Mutsuzluğu azaltmanın, mutluluğu artırmanın tali yolu ise imkan dahilinde olmayanlardan, karşılanamaz hayallerden ve isteklerden vazgeçmekten, imkansızı istememekten, imkan dahilinde olanlar için mücadele edip başarmaktan geçer.
İmkan dahilindeki şeylerin olmaması insanı mutsuz eder ama imkan dahilinde olmayan şeyleri istemek insanı boş yere mutsuz eder. İnsan imkan dahilinde olmayan hayal ve isteklerinden vazgeçtiği ve imkan dahilindekiler için mücadele ettiği ve başardığı oranda mutlu olur. Kimse mükemmel değildir. Herkesin çirkinlikleri, eksiklikleri, hataları, suçları vardır. Önemli olan değiştiremeyeceklerini kabullenip hatalardan, suçlardan ders çıkartarak değiştirebileceklerine, başarabileceklerine, daha doğruya, daha iyiye yönelmektir.

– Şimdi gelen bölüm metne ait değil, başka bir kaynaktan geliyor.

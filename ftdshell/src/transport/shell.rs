//! Interactive shell channel over SSH.
//!
//! russh delivers channel data as messages on an async `wait()` call, which
//! cannot answer "is data waiting?" without blocking. A pump task owns the
//! russh channel, forwards received data into a queue and executes writes
//! handed to it, so that readiness can be polled cheaply.

use std::time::Duration;

use bytes::{Buf, BytesMut};
use log::{debug, trace};
use russh::client::Msg;
use russh::{Channel, ChannelMsg};
use tokio::sync::mpsc::error::TryRecvError;
use tokio::sync::{mpsc, oneshot};
use tokio::task::JoinHandle;

use super::ShellChannel;
use super::config::SshConfig;
use super::ssh::SshTransport;
use crate::error::{Result, TransportError};

/// Requests handed to the pump task.
enum Outbound {
    Data {
        data: Vec<u8>,
        reply: oneshot::Sender<std::result::Result<(), russh::Error>>,
    },
    Close,
}

/// An interactive SSH shell implementing [`ShellChannel`].
pub struct SshShell {
    transport: Option<SshTransport>,
    outbound: mpsc::UnboundedSender<Outbound>,
    inbound: mpsc::UnboundedReceiver<Vec<u8>>,
    pending: BytesMut,
    pump: Option<JoinHandle<()>>,
    timeout: Duration,

    /// The pump has stopped delivering data.
    remote_closed: bool,
}

impl SshShell {
    /// Connect, authenticate and start an interactive shell.
    pub async fn open(config: SshConfig) -> Result<Self> {
        let timeout = config.timeout;
        let transport = SshTransport::connect(config).await?;
        let channel = transport.open_shell().await?;

        let (outbound, outbound_rx) = mpsc::unbounded_channel();
        let (inbound_tx, inbound) = mpsc::unbounded_channel();
        let pump = tokio::spawn(pump(channel, outbound_rx, inbound_tx));

        debug!("interactive shell opened");

        Ok(Self::from_parts(
            Some(transport),
            outbound,
            inbound,
            Some(pump),
            timeout,
        ))
    }

    fn from_parts(
        transport: Option<SshTransport>,
        outbound: mpsc::UnboundedSender<Outbound>,
        inbound: mpsc::UnboundedReceiver<Vec<u8>>,
        pump: Option<JoinHandle<()>>,
        timeout: Duration,
    ) -> Self {
        Self {
            transport,
            outbound,
            inbound,
            pending: BytesMut::with_capacity(4096),
            pump,
            timeout,
            remote_closed: false,
        }
    }

    /// Move everything the pump has delivered into the pending buffer.
    fn drain_inbound(&mut self) {
        loop {
            match self.inbound.try_recv() {
                Ok(data) => self.pending.extend_from_slice(&data),
                Err(TryRecvError::Empty) => break,
                Err(TryRecvError::Disconnected) => {
                    self.remote_closed = true;
                    break;
                }
            }
        }
    }
}

impl ShellChannel for SshShell {
    // Writes are queued to the pump, so the shell is always writable. Once
    // the pump is gone the write itself fails with `Closed`.
    fn send_ready(&mut self) -> bool {
        true
    }

    // A dead pump also counts as readable so the next recv reports it.
    fn recv_ready(&mut self) -> bool {
        self.drain_inbound();
        !self.pending.is_empty() || self.remote_closed
    }

    async fn send(&mut self, data: &[u8]) -> Result<()> {
        let (reply, reply_rx) = oneshot::channel();
        self.outbound
            .send(Outbound::Data {
                data: data.to_vec(),
                reply,
            })
            .map_err(|_| TransportError::Closed)?;

        tokio::time::timeout(self.timeout, reply_rx)
            .await
            .map_err(|_| TransportError::Timeout(self.timeout))?
            .map_err(|_| TransportError::Closed)?
            .map_err(TransportError::Ssh)?;
        Ok(())
    }

    async fn recv(&mut self, max: usize) -> Result<Vec<u8>> {
        self.drain_inbound();
        if self.pending.is_empty() {
            let data = tokio::time::timeout(self.timeout, self.inbound.recv())
                .await
                .map_err(|_| TransportError::Timeout(self.timeout))?
                .ok_or(TransportError::Closed)?;
            self.pending.extend_from_slice(&data);
        }

        let take = max.min(self.pending.len());
        let chunk = self.pending.split_to(take).to_vec();
        trace!("recv {} bytes ({} still pending)", chunk.len(), self.pending.remaining());
        Ok(chunk)
    }

    async fn close(&mut self) -> Result<()> {
        let _ = self.outbound.send(Outbound::Close);
        if let Some(pump) = self.pump.take() {
            let _ = pump.await;
        }
        if let Some(transport) = self.transport.take() {
            transport.close().await?;
        }
        Ok(())
    }
}

impl Drop for SshShell {
    fn drop(&mut self) {
        if let Some(pump) = self.pump.take() {
            pump.abort();
        }
    }
}

async fn pump(
    mut channel: Channel<Msg>,
    mut outbound: mpsc::UnboundedReceiver<Outbound>,
    inbound: mpsc::UnboundedSender<Vec<u8>>,
) {
    loop {
        tokio::select! {
            msg = channel.wait() => match msg {
                Some(ChannelMsg::Data { data }) | Some(ChannelMsg::ExtendedData { data, .. }) => {
                    if inbound.send(data.to_vec()).is_err() {
                        break;
                    }
                }
                Some(ChannelMsg::Eof) | Some(ChannelMsg::Close) | None => {
                    debug!("shell channel closed by remote");
                    break;
                }
                Some(_) => {}
            },
            request = outbound.recv() => match request {
                Some(Outbound::Data { data, reply }) => {
                    let _ = reply.send(channel.data(&data[..]).await);
                }
                Some(Outbound::Close) | None => {
                    let _ = channel.close().await;
                    break;
                }
            },
        }
    }
}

Her ne kadar gelecekte ne olacağını, nelerin imkan dahiline gireceğini bugünden kesin olarak bilemesek de en azından günümüz için imkansız olanlar vardır. Örneğin geçmişi yeniden yaşamayı istemek, geçmişteki bir olayı değiştirmek, boyu kısayken daha fazla uzatılamayacak kadar uzun olmasını istemek, müzik, resim gibi yeteneksiz olduğu bir alanda yetenekli olmayı istemek, artırabileceğinden fazla zeki olmayı istemek, karşılık görmesi imkansız olan birine aşık olmak, sahip olamayacağı bir mesleğe ya da zenginliğe sahip olmayı istemek gibi imkansız şeyleri istemek, insanı boş yere mutsuz eder. Ama durumunu kabullenip kendisiyle barışmak, imkansız olmayana yönelerek mutluluğu başka yerde aramak ve başarmak insanı mutlu eder, mutsuzluğu mutluluğa çevirir.